=== Begin Enclosure ===

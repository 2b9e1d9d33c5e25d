//! OpenAI-compatible chat-completions client.

use async_trait::async_trait;
use serde::Deserialize;
use serde_json::{json, Value};
use tracing::{debug, instrument};

use super::schema::{
    feedback_set_schema, problem_set_schema, FEEDBACK_SET_SCHEMA_NAME, PROBLEM_SET_SCHEMA_NAME,
};
use super::{decode_feedback_set, decode_problem_set, GenerationService, UserContent};
use crate::config::PipelineConfig;
use crate::domain::{FeedbackSet, GenerationError, ProblemBatch};

const TEMPERATURE: f64 = 1.0;

/// Calls `{api_base}/chat/completions` with a strict `json_schema`
/// response format.
#[derive(Debug, Clone)]
pub struct OpenAiClient {
    http: reqwest::Client,
    api_base: String,
    api_key: Option<String>,
    model: String,
}

#[derive(Debug, Deserialize)]
struct ChatCompletion {
    #[serde(default)]
    choices: Vec<Choice>,
}

#[derive(Debug, Deserialize)]
struct Choice {
    message: ChatMessage,
}

#[derive(Debug, Deserialize)]
struct ChatMessage {
    #[serde(default)]
    content: Option<String>,
    #[serde(default)]
    refusal: Option<String>,
}

impl OpenAiClient {
    pub fn new(config: &PipelineConfig) -> Result<Self, GenerationError> {
        let http = reqwest::Client::builder()
            .timeout(config.request_timeout())
            .build()?;
        Ok(Self {
            http,
            api_base: config.api_base.trim_end_matches('/').to_string(),
            api_key: config.api_key.clone().filter(|k| !k.trim().is_empty()),
            model: config.model.clone(),
        })
    }

    pub fn model(&self) -> &str {
        &self.model
    }

    fn endpoint(&self) -> String {
        format!("{}/chat/completions", self.api_base)
    }

    fn request_body(
        &self,
        system_prompt: &str,
        user_content: &UserContent,
        model: &str,
        schema_name: &str,
        schema: Value,
    ) -> Value {
        json!({
            "model": model,
            "messages": [
                { "role": "system", "content": system_prompt },
                { "role": "user", "content": user_content },
            ],
            "response_format": {
                "type": "json_schema",
                "json_schema": {
                    "name": schema_name,
                    "strict": true,
                    "schema": schema,
                }
            },
            "temperature": TEMPERATURE,
        })
    }

    fn resolve_model<'a>(&'a self, model_hint: Option<&'a str>) -> &'a str {
        model_hint
            .map(str::trim)
            .filter(|m| !m.is_empty())
            .unwrap_or(&self.model)
    }

    /// POST `body` and return the message content of a 2xx response.
    async fn complete(&self, body: &Value) -> Result<String, GenerationError> {
        let api_key = self
            .api_key
            .as_deref()
            .ok_or(GenerationError::MissingCredential)?;

        let response = self
            .http
            .post(self.endpoint())
            .bearer_auth(api_key)
            .json(body)
            .send()
            .await?;

        let status = response.status();
        let text = response.text().await?;
        if !status.is_success() {
            return Err(GenerationError::Status {
                status: status.as_u16(),
                body: text,
            });
        }
        message_content(&text)
    }
}

/// Pull the message content out of a chat-completions response body.
fn message_content(body: &str) -> Result<String, GenerationError> {
    let completion: ChatCompletion = serde_json::from_str(body)?;
    let message = completion
        .choices
        .into_iter()
        .next()
        .map(|c| c.message)
        .ok_or(GenerationError::EmptyResponse)?;
    if let Some(refusal) = message.refusal.filter(|r| !r.trim().is_empty()) {
        return Err(GenerationError::Other(format!("model refused: {}", refusal)));
    }
    message
        .content
        .filter(|c| !c.trim().is_empty())
        .ok_or(GenerationError::EmptyResponse)
}

#[async_trait]
impl GenerationService for OpenAiClient {
    fn preflight(&self) -> Result<(), GenerationError> {
        if self.api_key.is_none() {
            return Err(GenerationError::MissingCredential);
        }
        Ok(())
    }

    #[instrument(skip(self, system_prompt, user_content), fields(model = tracing::field::Empty))]
    async fn generate(
        &self,
        system_prompt: &str,
        user_content: &UserContent,
        model_hint: Option<&str>,
    ) -> Result<ProblemBatch, GenerationError> {
        let model = self.resolve_model(model_hint);
        tracing::Span::current().record("model", model);

        let body = self.request_body(
            system_prompt,
            user_content,
            model,
            PROBLEM_SET_SCHEMA_NAME,
            problem_set_schema(),
        );
        let content = self.complete(&body).await?;
        let batch = decode_problem_set(&content)?;
        debug!(items = batch.items.len(), "problem set decoded");
        Ok(batch)
    }

    #[instrument(skip(self, system_prompt, user_prompt), fields(model = tracing::field::Empty))]
    async fn generate_feedback(
        &self,
        system_prompt: &str,
        user_prompt: &str,
        model_hint: Option<&str>,
    ) -> Result<FeedbackSet, GenerationError> {
        let model = self.resolve_model(model_hint);
        tracing::Span::current().record("model", model);

        let body = self.request_body(
            system_prompt,
            &UserContent::text(user_prompt),
            model,
            FEEDBACK_SET_SCHEMA_NAME,
            feedback_set_schema(),
        );
        let content = self.complete(&body).await?;
        let set = decode_feedback_set(&content)?;
        debug!(items = set.items.len(), "feedback set decoded");
        Ok(set)
    }
}

#[cfg(test)]
mod tests {
    use super::*;

    fn client(api_key: Option<&str>) -> OpenAiClient {
        let config = PipelineConfig {
            api_key: api_key.map(str::to_string),
            api_base: "http://localhost:9/v1/".to_string(),
            ..PipelineConfig::default()
        };
        OpenAiClient::new(&config).unwrap()
    }

    #[test]
    fn test_preflight_requires_key() {
        assert!(matches!(
            client(None).preflight(),
            Err(GenerationError::MissingCredential)
        ));
        assert!(matches!(
            client(Some("  ")).preflight(),
            Err(GenerationError::MissingCredential)
        ));
        assert!(client(Some("sk-test")).preflight().is_ok());
    }

    #[test]
    fn test_request_body_shape() {
        let c = client(Some("sk-test"));
        assert_eq!(c.endpoint(), "http://localhost:9/v1/chat/completions");

        let body = c.request_body(
            "system",
            &UserContent::text("Unit: 図形"),
            "gpt-test",
            PROBLEM_SET_SCHEMA_NAME,
            problem_set_schema(),
        );
        assert_eq!(body["model"], "gpt-test");
        assert_eq!(body["messages"][0]["role"], "system");
        assert_eq!(body["messages"][1]["content"], "Unit: 図形");
        assert_eq!(body["response_format"]["type"], "json_schema");
        assert_eq!(body["response_format"]["json_schema"]["name"], "problem_set");
        assert_eq!(body["response_format"]["json_schema"]["strict"], true);
    }

    #[test]
    fn test_feedback_request_uses_feedback_schema() {
        let c = client(Some("sk-test"));
        assert_eq!(c.resolve_model(Some("  ")), c.model());
        assert_eq!(c.resolve_model(Some("gpt-feedback")), "gpt-feedback");

        let body = c.request_body(
            "tutor",
            &UserContent::text("Problem: $1+1$"),
            "gpt-feedback",
            FEEDBACK_SET_SCHEMA_NAME,
            feedback_set_schema(),
        );
        assert_eq!(body["response_format"]["json_schema"]["name"], "feedback_set");
        assert!(body["response_format"]["json_schema"]["schema"]["properties"]["items"].is_object());
        assert_eq!(body["messages"][1]["content"], "Problem: $1+1$");
    }

    #[tokio::test]
    async fn test_feedback_without_key_fails_before_sending() {
        let result = client(None).generate_feedback("tutor", "Problem: x", None).await;
        assert!(matches!(result, Err(GenerationError::MissingCredential)));
    }

    #[test]
    fn test_message_content_envelope() {
        let body = r#"{"choices":[{"message":{"role":"assistant","content":"{\"problems\":[]}"}}]}"#;
        assert_eq!(message_content(body).unwrap(), "{\"problems\":[]}");

        assert!(matches!(
            message_content(r#"{"choices":[]}"#),
            Err(GenerationError::EmptyResponse)
        ));
        assert!(matches!(
            message_content(r#"{"choices":[{"message":{"content":null,"refusal":"no"}}]}"#),
            Err(GenerationError::Other(_))
        ));
        assert!(matches!(message_content("<html>"), Err(GenerationError::Schema(_))));
    }
}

=== End Enclosure ===

Retype the portion of the data above that starts on the line with "#[derive(Debug, Clone)]" and finishes on the line with "let http = reqwest::Client::builder()", including both of those lines.

#[derive(Debug, Clone)]
pub struct OpenAiClient {
    http: reqwest::Client,
    api_base: String,
    api_key: Option<String>,
    model: String,
}

#[derive(Debug, Deserialize)]
struct ChatCompletion {
    #[serde(default)]
    choices: Vec<Choice>,
}

#[derive(Debug, Deserialize)]
struct Choice {
    message: ChatMessage,
}

#[derive(Debug, Deserialize)]
struct ChatMessage {
    #[serde(default)]
    content: Option<String>,
    #[serde(default)]
    refusal: Option<String>,
}

impl OpenAiClient {
    pub fn new(config: &PipelineConfig) -> Result<Self, GenerationError> {
        let http = reqwest::Client::builder()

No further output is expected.